Task prompt >>
The records below hold a stretch from the line with "RetryPolicy::default().with_base_delay(Duration::from_millis(1))" through the line with "async fn anti_bot_block_is_retried_once()"; return exactly those lines, ends included, and nothing more.

++++ Provided data ++++

//! Retry policy for transient failures.

use std::future::Future;
use std::time::Duration;

use log::debug;
use tokio_util::sync::CancellationToken;

use crate::error::{GfError, Result};

const MAX_RETRIES: u32 = 3;
const BASE_DELAY_MS: u64 = 500;
const MAX_ANTI_BOT_RETRIES: u32 = 1;

/// Bounded exponential backoff.
#[derive(Debug, Clone)]
pub struct RetryPolicy {
    /// Retries after the first attempt.
    pub max_retries: u32,
    /// Wait before the first retry; doubles for each one after.
    pub base_delay: Duration,
    /// How many times an anti-bot block is retried after a cookie reset.
    pub anti_bot_retries: u32,
}

impl RetryPolicy {
    #[cfg(test)]
    pub fn with_base_delay(mut self, delay: Duration) -> Self {
        self.base_delay = delay;
        self
    }

    /// Wait before retry `attempt` (1-based): base, 2x base, 4x base, ...
    pub fn delay_for_attempt(&self, attempt: u32) -> Duration {
        self.base_delay
            .saturating_mul(2u32.saturating_pow(attempt.saturating_sub(1)))
    }

    /// Runs `op` until it succeeds, fails definitively, or retries run out.
    ///
    /// Network failures are retried up to `max_retries` times. Anti-bot blocks
    /// share that budget but are only retried `anti_bot_retries` times; the op
    /// is expected to have reset cookies before reporting the block.
    pub async fn run<T, F, Fut>(&self, cancel: &CancellationToken, mut op: F) -> Result<T>
    where
        F: FnMut(u32) -> Fut,
        Fut: Future<Output = Result<T>>,
    {
        let mut attempt = 0;
        let mut anti_bot_retries = 0;

        loop {
            if cancel.is_cancelled() {
                return Err(GfError::Cancelled);
            }

            let err = match op(attempt).await {
                Ok(value) => return Ok(value),
                Err(err) => err,
            };

            let retry = err.is_retriable()
                && attempt < self.max_retries
                && (!err.is_anti_bot_block() || anti_bot_retries < self.anti_bot_retries);
            if !retry {
                return Err(err);
            }
            if err.is_anti_bot_block() {
                anti_bot_retries += 1;
            }

            attempt += 1;
            let delay = self.delay_for_attempt(attempt);
            debug!(
                "{err}; retrying in {}ms ({attempt}/{})",
                delay.as_millis(),
                self.max_retries
            );

            tokio::select! {
                _ = cancel.cancelled() => {
                    debug!("Retry wait interrupted by cancellation");
                    return Err(GfError::Cancelled);
                }
                _ = tokio::time::sleep(delay) => {}
            }
        }
    }
}

impl Default for RetryPolicy {
    fn default() -> Self {
        Self {
            max_retries: MAX_RETRIES,
            base_delay: Duration::from_millis(BASE_DELAY_MS),
            anti_bot_retries: MAX_ANTI_BOT_RETRIES,
        }
    }
}

#[cfg(test)]
mod tests {
    use super::*;
    use std::sync::atomic::{AtomicU32, Ordering};
    use std::sync::{Mutex, OnceLock};
    use std::time::Instant;

    use log::{Level, LevelFilter, Log, Metadata, Record};

    /// Keeps every record so tests can check what a default filter would show.
    struct Recorder(Mutex<Vec<(Level, String)>>);

    impl Log for Recorder {
        fn enabled(&self, _: &Metadata<'_>) -> bool {
            true
        }

        fn log(&self, record: &Record<'_>) {
            if let Ok(mut records) = self.0.lock() {
                records.push((record.level(), record.args().to_string()));
            }
        }

        fn flush(&self) {}
    }

    fn recorder() -> &'static Recorder {
        static RECORDER: OnceLock<&'static Recorder> = OnceLock::new();
        RECORDER.get_or_init(|| {
            let recorder: &'static Recorder = Box::leak(Box::new(Recorder(Mutex::new(Vec::new()))));
            log::set_logger(recorder).unwrap();
            log::set_max_level(LevelFilter::Trace);
            recorder
        })
    }

    fn fast() -> RetryPolicy {
        RetryPolicy::default().with_base_delay(Duration::from_millis(1))
    }

    async fn fail_n_times(policy: &RetryPolicy, failures: u32, err: fn() -> GfError) -> (Result<&'static str>, u32) {
        let calls = AtomicU32::new(0);
        let result = policy
            .run(&CancellationToken::new(), |_| {
                let n = calls.fetch_add(1, Ordering::SeqCst);
                async move {
                    if n < failures {
                        Err(err())
                    } else {
                        Ok("ok")
                    }
                }
            })
            .await;
        (result, calls.load(Ordering::SeqCst))
    }

    #[test]
    fn default_delays_double() {
        let policy = RetryPolicy::default();
        assert_eq!(policy.delay_for_attempt(1), Duration::from_millis(500));
        assert_eq!(policy.delay_for_attempt(2), Duration::from_millis(1000));
        assert_eq!(policy.delay_for_attempt(3), Duration::from_millis(2000));
    }

    #[tokio::test]
    async fn recovers_from_fewer_than_four_network_failures() {
        for k in 0..4 {
            let (result, calls) =
                fail_n_times(&fast(), k, || GfError::Network("reset".into())).await;
            assert_eq!(result.unwrap(), "ok", "k = {k}");
            assert_eq!(calls, k + 1);
        }
    }

    #[tokio::test]
    async fn gives_up_after_four_network_failures() {
        let (result, calls) = fail_n_times(&fast(), 4, || GfError::Network("reset".into())).await;
        assert!(result.unwrap_err().is_network());
        assert_eq!(calls, 4);
    }

    #[tokio::test]
    async fn anti_bot_block_is_retried_once() {
        let (result, calls) = fail_n_times(&fast(), 1, || GfError::AntiBotBlock).await;
        assert_eq!(result.unwrap(), "ok");
        assert_eq!(calls, 2);

        let (result, calls) = fail_n_times(&fast(), 2, || GfError::AntiBotBlock).await;
        assert!(result.unwrap_err().is_anti_bot_block());
        assert_eq!(calls, 2);
    }

    #[tokio::test]
    async fn retries_stay_below_the_warning_level() {
        let recorder = recorder();
        let (result, _) = fail_n_times(&fast(), 2, || GfError::Network("flaky".into())).await;
        assert_eq!(result.unwrap(), "ok");

        let records = recorder.0.lock().unwrap();
        let retries: Vec<_> = records
            .iter()
            .filter(|(_, message)| message.contains("flaky; retrying"))
            .collect();
        assert_eq!(retries.len(), 2);
        assert!(retries.iter().all(|(level, _)| *level == Level::Debug));
    }

    #[tokio::test]
    async fn http_errors_are_not_retried() {
        let (result, calls) = fail_n_times(&fast(), 1, || GfError::api(500, None)).await;
        assert_eq!(result.unwrap_err().status(), Some(500));
        assert_eq!(calls, 1);
    }

    #[tokio::test]
    async fn cancellation_interrupts_backoff() {
        let policy = RetryPolicy::default().with_base_delay(Duration::from_secs(30));
        let cancel = CancellationToken::new();
        let trigger = cancel.clone();
        tokio::spawn(async move {
            tokio::time::sleep(Duration::from_millis(50)).await;
            trigger.cancel();
        });

        let started = Instant::now();
        let result: Result<()> = policy
            .run(&cancel, |_| async { Err(GfError::Network("down".into())) })
            .await;

        assert!(result.unwrap_err().is_cancelled());
        assert!(started.elapsed() < Duration::from_secs(5));
    }
}
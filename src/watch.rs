//! Live pipeline view.
//!
//! A single loop polls the pipeline and its jobs on a fixed interval and
//! redraws them until the pipeline finishes or the cancellation token fires.

use std::io::Write;
use std::time::Duration;

use log::{debug, warn};
use tokio::time::MissedTickBehavior;
use tokio_util::sync::CancellationToken;

use crate::error::{ExitError, GfError, Result};
use crate::forge::services::{Job, Pipeline, Pipelines};
use crate::output::{bold, cyan, dim, format_duration, run_status_label, state, status_icon};

pub const MIN_INTERVAL_SECS: i64 = 1;
pub const MAX_INTERVAL_SECS: i64 = 300;

const DEFAULT_TICK_DEADLINE: Duration = Duration::from_secs(30);

const CLEAR_SCREEN: &str = "\x1b[2J\x1b[H";
const SEPARATOR: &str = "────────────────────────────────────────";

#[derive(Debug, Clone, PartialEq, Eq)]
pub struct WatchOptions {
    pub interval: Duration,
    /// Budget for fetching one pipeline snapshot and its jobs.
    pub tick_deadline: Duration,
    /// Turn the final pipeline status into the process exit code.
    pub exit_status: bool,
}

impl WatchOptions {
    /// Intervals below one second are raised to one; above five minutes is an error.
    pub fn new(interval_secs: i64, exit_status: bool) -> Result<Self> {
        if interval_secs > MAX_INTERVAL_SECS {
            return Err(GfError::InvalidInput(format!(
                "interval must be at most {MAX_INTERVAL_SECS} seconds, got {interval_secs}"
            )));
        }
        let secs = interval_secs.max(MIN_INTERVAL_SECS) as u64;
        Ok(Self {
            interval: Duration::from_secs(secs),
            tick_deadline: DEFAULT_TICK_DEADLINE,
            exit_status,
        })
    }
}

/// Watches pipeline `local_id` until it reaches a terminal status.
///
/// Cancellation prints a note and returns `Ok(())`. When `exit_status` is set
/// a finished pipeline yields [`GfError::Exit`] carrying 0 or 1.
pub async fn watch_pipeline<W: Write>(
    pipelines: &Pipelines<'_>,
    local_id: u64,
    options: &WatchOptions,
    cancel: &CancellationToken,
    out: &mut W,
    tty: bool,
) -> Result<()> {
    let mut ticker = tokio::time::interval(options.interval);
    ticker.set_missed_tick_behavior(MissedTickBehavior::Delay);
    let mut renders = 0usize;

    loop {
        tokio::select! {
            _ = cancel.cancelled() => return stopped(out),
            _ = ticker.tick() => {}
        }

        let deadline = options.tick_deadline;
        let snapshot = match tokio::time::timeout(deadline, fetch(pipelines, cancel, local_id)).await {
            Ok(result) => result,
            Err(_) => Err(GfError::DeadlineExceeded),
        };
        let (pipeline, jobs) = match snapshot {
            Ok(snapshot) => snapshot,
            Err(e) if e.is_deadline_exceeded() => {
                warn!(
                    "Pipeline #{local_id} did not respond within {}ms, retrying next tick",
                    deadline.as_millis()
                );
                continue;
            }
            Err(e) if e.is_cancelled() => return stopped(out),
            Err(e) => return Err(e),
        };

        if renders > 0 {
            if tty {
                write!(out, "{CLEAR_SCREEN}")?;
            } else {
                writeln!(out, "{}", dim(SEPARATOR))?;
            }
        }
        render(out, &pipeline, &jobs)?;
        out.flush()?;
        renders += 1;
        debug!("Rendered pipeline #{local_id} ({} jobs), status {}", jobs.len(), pipeline.status);

        if pipeline.status.is_terminal() {
            if options.exit_status {
                return Err(ExitError::new(pipeline.status.exit_code()).into());
            }
            return Ok(());
        }
    }
}

async fn fetch(
    pipelines: &Pipelines<'_>,
    cancel: &CancellationToken,
    local_id: u64,
) -> Result<(Pipeline, Vec<Job>)> {
    let pipeline = pipelines.get(cancel, local_id).await?;
    let jobs = pipelines.jobs(cancel, local_id).await?;
    Ok((pipeline, jobs))
}

fn stopped<W: Write>(out: &mut W) -> Result<()> {
    writeln!(out, "\n{}", dim("Stopped watching."))?;
    Ok(())
}

/// Header, one line per job, then the overall status.
pub fn render<W: Write>(out: &mut W, pipeline: &Pipeline, jobs: &[Job]) -> std::io::Result<()> {
    writeln!(
        out,
        "{} {} {} {}",
        bold(format!("Pipeline #{}", pipeline.local_id)),
        cyan(&pipeline.git_ref),
        dim("@"),
        dim(pipeline.short_commit())
    )?;
    writeln!(out)?;

    let name_width = jobs.iter().map(|j| j.name.chars().count()).max().unwrap_or(0);
    let stage_width = jobs.iter().map(|j| j.stage.chars().count()).max().unwrap_or(0);
    for job in jobs {
        let label = run_status_label(&job.status);
        writeln!(
            out,
            "  {} {:name_width$}  {}  {:<12} {}",
            status_icon(&job.status),
            job.name,
            dim(format!("{:stage_width$}", job.stage)),
            state(&label),
            dim(format_duration(job.duration_secs())),
        )?;
    }
    if jobs.is_empty() {
        writeln!(out, "  {}", dim("No jobs yet"))?;
    }

    let finished = jobs.iter().filter(|j| j.status.is_terminal()).count();
    writeln!(out)?;
    writeln!(
        out,
        "{} {} {}",
        status_icon(&pipeline.status),
        state(&run_status_label(&pipeline.status)),
        dim(format!(
            "({finished}/{} jobs finished, {})",
            jobs.len(),
            format_duration(pipeline.duration_secs())
        ))
    )
}

#[cfg(test)]
mod tests {
    use super::*;
    use crate::forge::services::test_support::{client_for, repo};
    use mockito::{Matcher, Server, ServerGuard};
    use serde_json::json;

    fn pipeline_page(status: &str) -> String {
        json!({"_embedded": {"restPipelineModelList": [
            {"localId": 7, "status": status, "commitId": "1234567890abcdef", "ref": "master",
             "createdAt": "2024-05-01T12:00:00Z"}
        ]}})
        .to_string()
    }

    async fn mock_jobs(server: &mut ServerGuard, status: &str) {
        server
            .mock("GET", "/project/o/r/cicd/pipeline/7/jobs")
            .with_status(200)
            .with_body(
                json!({"_embedded": {"restPipelineJobModelList": [
                    {"localId": 1, "name": "build", "stageName": "build", "status": "SUCCESS", "duration": 12},
                    {"localId": 2, "name": "test", "stageName": "test", "status": status}
                ]}})
                .to_string(),
            )
            .create_async()
            .await;
    }

    async fn mock_statuses(server: &mut ServerGuard, statuses: &[&str]) {
        for status in statuses {
            server
                .mock("GET", "/project/o/r/cicd/pipeline")
                .match_query(Matcher::Any)
                .with_status(200)
                .with_body(pipeline_page(status))
                .expect(1)
                .create_async()
                .await;
        }
    }

    async fn run_watch(final_status: &str) -> (Result<()>, String) {
        let mut server = Server::new_async().await;
        mock_statuses(&mut server, &["RUNNING", "RUNNING", final_status]).await;
        mock_jobs(&mut server, "RUNNING").await;

        let client = client_for(&server);
        let repo = repo();
        let options = WatchOptions::new(1, true).unwrap();
        let mut out = Vec::new();
        let result = watch_pipeline(
            &client.pipelines(&repo),
            7,
            &options,
            &CancellationToken::new(),
            &mut out,
            false,
        )
        .await;
        (result, String::from_utf8(out).unwrap())
    }

    fn exit_code(result: Result<()>) -> Option<i32> {
        match result {
            Err(GfError::Exit(e)) => Some(e.code),
            _ => None,
        }
    }

    #[tokio::test]
    async fn success_exits_zero_after_three_renders() {
        let (result, output) = run_watch("SUCCESS").await;
        assert_eq!(exit_code(result), Some(0));
        assert_eq!(output.matches("Pipeline #7").count(), 3);
        assert_eq!(output.matches(SEPARATOR).count(), 2);
        assert!(output.contains("running..."));
    }

    #[tokio::test]
    async fn failure_exits_one() {
        let (result, output) = run_watch("FAILED").await;
        assert_eq!(exit_code(result), Some(1));
        assert_eq!(output.matches("Pipeline #7").count(), 3);
    }

    #[tokio::test]
    async fn without_exit_status_finishes_ok() {
        let mut server = Server::new_async().await;
        mock_statuses(&mut server, &["CANCELED"]).await;
        mock_jobs(&mut server, "CANCELED").await;

        let client = client_for(&server);
        let repo = repo();
        let mut out = Vec::new();
        watch_pipeline(
            &client.pipelines(&repo),
            7,
            &WatchOptions::new(1, false).unwrap(),
            &CancellationToken::new(),
            &mut out,
            true,
        )
        .await
        .unwrap();

        let output = String::from_utf8(out).unwrap();
        assert!(!output.contains(CLEAR_SCREEN));
        assert!(output.contains("canceled"));
    }

    #[tokio::test]
    async fn cancellation_returns_ok_even_with_exit_status() {
        let mut server = Server::new_async().await;
        server
            .mock("GET", "/project/o/r/cicd/pipeline")
            .match_query(Matcher::Any)
            .with_status(200)
            .with_body(pipeline_page("RUNNING"))
            .create_async()
            .await;
        mock_jobs(&mut server, "RUNNING").await;

        let client = client_for(&server);
        let repo = repo();
        let cancel = CancellationToken::new();
        let trigger = cancel.clone();
        tokio::spawn(async move {
            tokio::time::sleep(Duration::from_millis(1500)).await;
            trigger.cancel();
        });

        let mut out = Vec::new();
        watch_pipeline(
            &client.pipelines(&repo),
            7,
            &WatchOptions::new(1, true).unwrap(),
            &cancel,
            &mut out,
            true,
        )
        .await
        .unwrap();

        let output = String::from_utf8(out).unwrap();
        assert!(output.contains("Stopped watching."));
        assert!(output.contains(CLEAR_SCREEN));
    }

    #[tokio::test]
    async fn slow_tick_is_skipped_and_polling_continues() {
        let mut server = Server::new_async().await;
        let slow = server
            .mock("GET", "/project/o/r/cicd/pipeline")
            .match_query(Matcher::Any)
            .with_status(200)
            .with_chunked_body(|w| {
                std::thread::sleep(Duration::from_millis(600));
                w.write_all(pipeline_page("RUNNING").as_bytes())
            })
            .expect(1)
            .create_async()
            .await;
        mock_statuses(&mut server, &["SUCCESS"]).await;
        mock_jobs(&mut server, "SUCCESS").await;

        let client = client_for(&server);
        let repo = repo();
        let options = WatchOptions {
            tick_deadline: Duration::from_millis(200),
            ..WatchOptions::new(1, true).unwrap()
        };
        let mut out = Vec::new();
        let result = watch_pipeline(
            &client.pipelines(&repo),
            7,
            &options,
            &CancellationToken::new(),
            &mut out,
            false,
        )
        .await;

        assert_eq!(exit_code(result), Some(0));
        let output = String::from_utf8(out).unwrap();
        assert_eq!(output.matches("Pipeline #7").count(), 1);
        assert!(!output.contains(SEPARATOR));
        slow.assert_async().await;
    }

    #[tokio::test]
    async fn api_errors_abort_the_watch() {
        let mut server = Server::new_async().await;
        server
            .mock("GET", "/project/o/r/cicd/pipeline")
            .match_query(Matcher::Any)
            .with_status(500)
            .create_async()
            .await;

        let client = client_for(&server);
        let repo = repo();
        let err = watch_pipeline(
            &client.pipelines(&repo),
            7,
            &WatchOptions::new(1, true).unwrap(),
            &CancellationToken::new(),
            &mut Vec::new(),
            false,
        )
        .await
        .unwrap_err();
        assert_eq!(err.status(), Some(500));
    }

    #[test]
    fn interval_bounds() {
        assert_eq!(WatchOptions::new(0, false).unwrap().interval, Duration::from_secs(1));
        assert_eq!(WatchOptions::new(5, false).unwrap().tick_deadline, Duration::from_secs(30));
        assert_eq!(WatchOptions::new(-5, false).unwrap().interval, Duration::from_secs(1));
        assert_eq!(WatchOptions::new(300, false).unwrap().interval, Duration::from_secs(300));
        assert!(WatchOptions::new(301, false).is_err());
    }
}
use anyhow::Result;
use clap::{Args, Parser, Subcommand};
use log::{debug, info, warn};
use std::path::PathBuf;
use tokio::signal;
use tokio_util::sync::CancellationToken;

use crate::auth;
use crate::error;
use crate::output::{self, OutputFormat};

mod api;
mod auth_cmd;
mod browse;
mod context;
mod files;
mod issue;
mod mr;
mod pipeline;
mod project;
mod refs;
mod release;
mod status;
mod webhook;

pub use context::Context;

#[derive(Parser)]
#[command(name = "gf")]
#[command(author, version, about = "Work with GitFlic from the command line", long_about = None)]
pub struct Cli {
    #[command(subcommand)]
    command: Commands,

    #[command(flatten)]
    global: GlobalArgs,
}

#[derive(Args, Debug, Clone)]
pub struct GlobalArgs {
    /// Repository as OWNER/PROJECT (defaults to the origin remote)
    #[arg(short = 'R', long, global = true)]
    pub repo: Option<String>,

    /// Output format
    #[arg(long, global = true, value_enum, default_value_t = OutputFormat::Table)]
    pub format: OutputFormat,

    /// GitFlic host to talk to
    #[arg(long, global = true, env = "GF_HOST")]
    pub host: Option<String>,

    #[arg(long, global = true, env = "GF_TOKEN", hide = true, hide_env_values = true)]
    pub token: Option<String>,

    /// Config file location
    #[arg(long, global = true, hide = true)]
    pub config: Option<PathBuf>,
}

#[derive(Subcommand)]
enum Commands {
    /// Log in, check or remove stored credentials
    Auth {
        #[command(subcommand)]
        command: auth_cmd::AuthCommand,
    },
    /// Make an authenticated API request
    Api(api::ApiArgs),
    /// Show the current user, repository and branch
    Status,
    /// Open the repository in the browser
    Browse(browse::BrowseArgs),
    /// Work with merge requests
    #[command(alias = "pr")]
    Mr {
        #[command(subcommand)]
        command: mr::MrCommand,
    },
    /// Work with issues
    Issue {
        #[command(subcommand)]
        command: issue::IssueCommand,
    },
    /// Work with CI/CD pipelines
    #[command(alias = "ci")]
    Pipeline {
        #[command(subcommand)]
        command: pipeline::PipelineCommand,
    },
    /// Work with releases
    Release {
        #[command(subcommand)]
        command: release::ReleaseCommand,
    },
    /// Work with branches
    Branch {
        #[command(subcommand)]
        command: refs::BranchCommand,
    },
    /// Work with tags
    Tag {
        #[command(subcommand)]
        command: refs::TagCommand,
    },
    /// Browse commits
    Commit {
        #[command(subcommand)]
        command: refs::CommitCommand,
    },
    /// Browse and download repository files
    File {
        #[command(subcommand)]
        command: files::FileCommand,
    },
    /// Manage project webhooks
    Webhook {
        #[command(subcommand)]
        command: webhook::WebhookCommand,
    },
    /// Show projects
    Project {
        #[command(subcommand)]
        command: project::ProjectCommand,
    },
}

impl Cli {
    pub async fn execute(&self) -> Result<()> {
        let cancel = CancellationToken::new();
        spawn_signal_watcher(cancel.clone());

        let mut ctx = Context::new(&self.global, cancel)?;

        let result = match self.dispatch(&mut ctx).await {
            Err(err) if self.may_reauthenticate(&err) => {
                output::warning("The stored token was rejected by the server.");
                ctx.reauthenticate().await?;
                info!("Retrying command with the new token");
                self.dispatch(&mut ctx).await
            }
            result => result,
        };
        result.map_err(with_hint)
    }

    fn may_reauthenticate(&self, err: &anyhow::Error) -> bool {
        !matches!(self.command, Commands::Auth { .. })
            && error::is_token_invalid(err)
            && auth::can_prompt()
    }

    async fn dispatch(&self, ctx: &mut Context) -> Result<()> {
        match &self.command {
            Commands::Auth { command } => auth_cmd::run(ctx, command).await,
            Commands::Api(args) => api::run(ctx, args).await,
            Commands::Status => status::run(ctx).await,
            Commands::Browse(args) => browse::run(ctx, args).await,
            Commands::Mr { command } => mr::run(ctx, command).await,
            Commands::Issue { command } => issue::run(ctx, command).await,
            Commands::Pipeline { command } => pipeline::run(ctx, command).await,
            Commands::Release { command } => release::run(ctx, command).await,
            Commands::Branch { command } => refs::run_branch(ctx, command).await,
            Commands::Tag { command } => refs::run_tag(ctx, command).await,
            Commands::Commit { command } => refs::run_commit(ctx, command).await,
            Commands::File { command } => files::run(ctx, command).await,
            Commands::Webhook { command } => webhook::run(ctx, command).await,
            Commands::Project { command } => project::run(ctx, command).await,
        }
    }
}

/// Adds a next step to errors the user can usually fix themselves.
fn with_hint(err: anyhow::Error) -> anyhow::Error {
    let hint = if error::is_unauthorized(&err) || error::is_token_invalid(&err) {
        "run `gf auth login` to store a new token"
    } else if error::is_forbidden(&err) {
        "the token has no access to this resource"
    } else if error::is_not_found(&err) {
        "check the repository (--repo) and the id"
    } else {
        return err;
    };
    err.context(hint)
}

/// Cancels `cancel` on Ctrl-C or SIGTERM.
fn spawn_signal_watcher(cancel: CancellationToken) {
    tokio::spawn(async move {
        shutdown_signal().await;
        debug!("Cancelling in-flight work");
        cancel.cancel();
    });
}

async fn shutdown_signal() {
    let ctrl_c = async {
        if let Err(err) = signal::ctrl_c().await {
            warn!("Failed to install Ctrl+C handler: {err}");
            std::future::pending::<()>().await;
        }
    };

    #[cfg(unix)]
    let terminate = async {
        match signal::unix::signal(signal::unix::SignalKind::terminate()) {
            Ok(mut sig) => {
                sig.recv().await;
            }
            Err(err) => {
                warn!("Failed to install SIGTERM handler: {err}");
                std::future::pending::<()>().await;
            }
        }
    };

    #[cfg(not(unix))]
    let terminate = std::future::pending::<()>();

    tokio::select! {
        _ = ctrl_c => debug!("Received SIGINT"),
        _ = terminate => debug!("Received SIGTERM"),
    }
}

#[cfg(test)]
mod tests {
    use super::*;
    use clap::CommandFactory;

    #[test]
    fn command_tree_is_valid() {
        Cli::command().debug_assert();
    }

    #[test]
    fn parses_global_flags_after_subcommand() {
        let cli = Cli::try_parse_from(["gf", "mr", "list", "-R", "acme/app", "--format", "json"]).unwrap();
        assert_eq!(cli.global.repo.as_deref(), Some("acme/app"));
        assert_eq!(cli.global.format, OutputFormat::Json);
    }

    #[test]
    fn rejects_unknown_merge_request_state() {
        assert!(Cli::try_parse_from(["gf", "mr", "list", "--state", "draft"]).is_err());
    }

    #[test]
    fn hints_keep_the_classification() {
        let err = with_hint(error::GfError::NotFound.into());
        assert!(error::is_not_found(&err));
        assert!(format!("{err:#}").contains("--repo"));

        let plain = with_hint(anyhow::anyhow!("boom"));
        assert_eq!(plain.to_string(), "boom");
    }

    #[test]
    fn watch_interval_is_numeric() {
        assert!(Cli::try_parse_from(["gf", "pipeline", "watch", "3", "--interval", "soon"]).is_err());
        assert!(Cli::try_parse_from(["gf", "pipeline", "watch", "3", "--interval", "5", "--exit-status"]).is_ok());
    }
}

++++

Response >>
        RetryPolicy::default().with_base_delay(Duration::from_millis(1))
    }

    async fn fail_n_times(policy: &RetryPolicy, failures: u32, err: fn() -> GfError) -> (Result<&'static str>, u32) {
        let calls = AtomicU32::new(0);
        let result = policy
            .run(&CancellationToken::new(), |_| {
                let n = calls.fetch_add(1, Ordering::SeqCst);
                async move {
                    if n < failures {
                        Err(err())
                    } else {
                        Ok("ok")
                    }
                }
            })
            .await;
        (result, calls.load(Ordering::SeqCst))
    }

    #[test]
    fn default_delays_double() {
        let policy = RetryPolicy::default();
        assert_eq!(policy.delay_for_attempt(1), Duration::from_millis(500));
        assert_eq!(policy.delay_for_attempt(2), Duration::from_millis(1000));
        assert_eq!(policy.delay_for_attempt(3), Duration::from_millis(2000));
    }

    #[tokio::test]
    async fn recovers_from_fewer_than_four_network_failures() {
        for k in 0..4 {
            let (result, calls) =
                fail_n_times(&fast(), k, || GfError::Network("reset".into())).await;
            assert_eq!(result.unwrap(), "ok", "k = {k}");
            assert_eq!(calls, k + 1);
        }
    }

    #[tokio::test]
    async fn gives_up_after_four_network_failures() {
        let (result, calls) = fail_n_times(&fast(), 4, || GfError::Network("reset".into())).await;
        assert!(result.unwrap_err().is_network());
        assert_eq!(calls, 4);
    }

    #[tokio::test]
    async fn anti_bot_block_is_retried_once() {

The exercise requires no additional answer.